2/ La puissance démocratique d’Athènes et l’Aréopage

Avant la démocratie, A. connut divers régimes, dont la tyrannie des Pisistratides. Au cinquième siècle, la démocratie progresse et se développe et reflète un esprit de découverte et de fierté.
L’Aréopage est un tribunal athénien très ancien qui représentait depuis le VIè siècle l’organe principal de gouvernement de la cité. Il était composé des anciens archontes sortis de charge, autrement dit des Athéniens les plus riches issus des grandes familles de la cité. Il représentait une survivance du pouvoir aristocratique au sein du régime démocratique. Dans la décennie qui précède l’Orestie, les derniers remparts qui réservaient le pouvoir aux grandes familles sont battus en brèche par Ephialte et Périclès. Le régime démocratique s’élargit, ce qui entraîne des débats entre démocrates radicaux et démocrates modérés.
Sous la pression des démocrates radicaux, réformes dues à Ephialte qui a pour jeune associé Périclès : celle de l’Aréopage en 461-462. Cette réforme ôte au tribunal de l’Aréopage ses prérogatives les plus importantes. Ce conseil, très ancien, accueillait les archontes sortis de charge, c’est-à-dire des citoyens issus de grandes familles. En tant que gardien des lois, il remplissait des fonctions judiciaires et veillait à la bonne administration des affaires publiques.
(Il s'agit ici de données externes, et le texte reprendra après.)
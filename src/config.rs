//! Runtime settings for the binaries.
//!
//! Settings come from `CINERANK_`-prefixed environment variables, with a
//! `.env` file in the working directory loaded first if present:
//!
//! | Variable                       | Default            |
//! |--------------------------------|--------------------|
//! | `CINERANK_INTERACTIONS_PATH`   | `data/ratings.csv` |
//! | `CINERANK_MODEL`               | `ItemKNN`          |
//! | `CINERANK_CHECKPOINT_DIR`      | `ckpt`             |
//! | `CINERANK_TEST_RATIO`          | `0.1`              |
//! | `CINERANK_K`                   | `100`              |
//! | `CINERANK_SEED`                | `42`               |
//! | `CINERANK_TOP_K`               | `10`               |
use std::path::PathBuf;

use crate::models::DEFAULT_TOP_K;
use crate::pipeline::PipelineConfig;

const ENV_PREFIX: &str = "CINERANK_";

fn default_interactions_path() -> PathBuf {
    PathBuf::from("data/ratings.csv")
}

fn default_model() -> String {
    PipelineConfig::default().model
}

fn default_checkpoint_dir() -> PathBuf {
    PipelineConfig::default().output_dir
}

fn default_test_ratio() -> f32 {
    PipelineConfig::default().test_ratio
}

fn default_k() -> usize {
    PipelineConfig::default().k
}

fn default_seed() -> u64 {
    PipelineConfig::default().seed
}

fn default_top_k() -> usize {
    DEFAULT_TOP_K
}

/// Settings shared by `fit_offline` and `recommend`.
#[derive(Clone, Debug, Deserialize, PartialEq)]
pub struct Settings {
    /// Interaction log to train on: MovieLens `u.data` if the extension is
    /// `.data`, a headered CSV otherwise.
    #[serde(default = "default_interactions_path")]
    pub interactions_path: PathBuf,
    /// Registry name of the model.
    #[serde(default = "default_model")]
    pub model: String,
    /// Directory checkpoints are written to and served from.
    #[serde(default = "default_checkpoint_dir")]
    pub checkpoint_dir: PathBuf,
    /// Fraction of entries held out for evaluation.
    #[serde(default = "default_test_ratio")]
    pub test_ratio: f32,
    /// Ranking cutoff for offline metrics.
    #[serde(default = "default_k")]
    pub k: usize,
    /// Seeds the train/test split.
    #[serde(default = "default_seed")]
    pub seed: u64,
    /// Recommendations returned per request.
    #[serde(default = "default_top_k")]
    pub top_k: usize,
}

impl Settings {
    /// Read settings from the process environment, after loading `.env`.
    pub fn from_env() -> Result<Settings, envy::Error> {
        dotenvy::dotenv().ok();
        envy::prefixed(ENV_PREFIX).from_env()
    }

    /// Read settings from explicit `(name, value)` pairs.
    pub fn from_vars<I>(vars: I) -> Result<Settings, envy::Error>
    where
        I: IntoIterator<Item = (String, String)>,
    {
        envy::prefixed(ENV_PREFIX).from_iter(vars)
    }

    /// The pipeline configuration these settings describe.
    pub fn pipeline(&self) -> PipelineConfig {
        PipelineConfig {
            model: self.model.clone(),
            output_dir: self.checkpoint_dir.clone(),
            test_ratio: self.test_ratio,
            k: self.k,
            seed: self.seed,
        }
    }
}
//! Model registry.
//!
//! Maps registry names to model variants and variants to the checkpoint
//! file they are served from. The registry is fixed at construction; a
//! deployment that only serves some variants lists them up front with
//! [`Registry::with_models`] so misconfiguration fails at startup rather
//! than on the first request.
use std::path::{Path, PathBuf};

use crate::models::{ModelKind, ScoringModel};
use crate::{RecommendError, Result};

/// Resolves, locates and constructs models for the recommender.
pub trait ModelFactory: Send + Sync {
    /// The variant registered under `name`.
    fn resolve(&self, name: &str) -> Result<ModelKind>;

    /// Where the checkpoint of `kind` is expected.
    fn checkpoint_path(&self, kind: ModelKind) -> PathBuf;

    /// A fresh, unloaded instance of `kind`.
    fn instantiate(&self, kind: ModelKind) -> Box<dyn ScoringModel>;
}

/// Registry backed by a checkpoint directory.
#[derive(Clone, Debug)]
pub struct Registry {
    checkpoint_dir: PathBuf,
    models: Vec<ModelKind>,
}

impl Registry {
    /// Register every variant linked into this build.
    pub fn new<P: Into<PathBuf>>(checkpoint_dir: P) -> Self {
        Registry {
            checkpoint_dir: checkpoint_dir.into(),
            models: ModelKind::all(),
        }
    }

    /// Register only the named variants. Fails on any name that is not a
    /// variant of this build.
    pub fn with_models<P, S>(checkpoint_dir: P, names: &[S]) -> Result<Self>
    where
        P: Into<PathBuf>,
        S: AsRef<str>,
    {
        let models = names
            .iter()
            .map(|name| name.as_ref().parse())
            .collect::<Result<Vec<ModelKind>>>()?;

        Ok(Registry {
            checkpoint_dir: checkpoint_dir.into(),
            models,
        })
    }

    /// The registered variants.
    pub fn models(&self) -> &[ModelKind] {
        &self.models
    }

    /// Directory checkpoints are read from.
    pub fn checkpoint_dir(&self) -> &Path {
        &self.checkpoint_dir
    }
}

impl ModelFactory for Registry {
    fn resolve(&self, name: &str) -> Result<ModelKind> {
        let kind: ModelKind = name.parse()?;

        if self.models.contains(&kind) {
            Ok(kind)
        } else {
            Err(RecommendError::ModelNotRegistered(name.to_owned()))
        }
    }

    fn checkpoint_path(&self, kind: ModelKind) -> PathBuf {
        self.checkpoint_dir.join(kind.build().checkpoint_filename())
    }

    fn instantiate(&self, kind: ModelKind) -> Box<dyn ScoringModel> {
        kind.build()
    }
}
Aristote estimait que l’Aréopage « dirigeait l’Etat ». Désormais il ne peut plus que juger les crimes de sang. Le régime se radicalise donc dans le sens de la démocratie. Cette réforme prive l'Aréopage de son rôle de conseil, de « gardien des lois », pour le limiter dans ses attributs judiciaires. C'est la Boulè, conseil tiré au sort, qui est désormais, à côté de l'assemblée populaire, le seul organe délibératif à fonction politique.

Or la trilogie d’E se termine par la création du tribunal de l’Aréopage et la pièce fut représentée deux ans après cette réforme. E a-t-il pris parti pour ces réformes ou contre elles ? Débat n’est pas clos. En donnant à voir, à la fin des E, la fondation, sur l’initiative d’Athéna, de l’institution dont la réforme avait provoqué des troubles graves (Ephialte meurt assassiné), Eschyle traite d’une question d’une brûlante actualité politique pour les spectateurs de l’époque.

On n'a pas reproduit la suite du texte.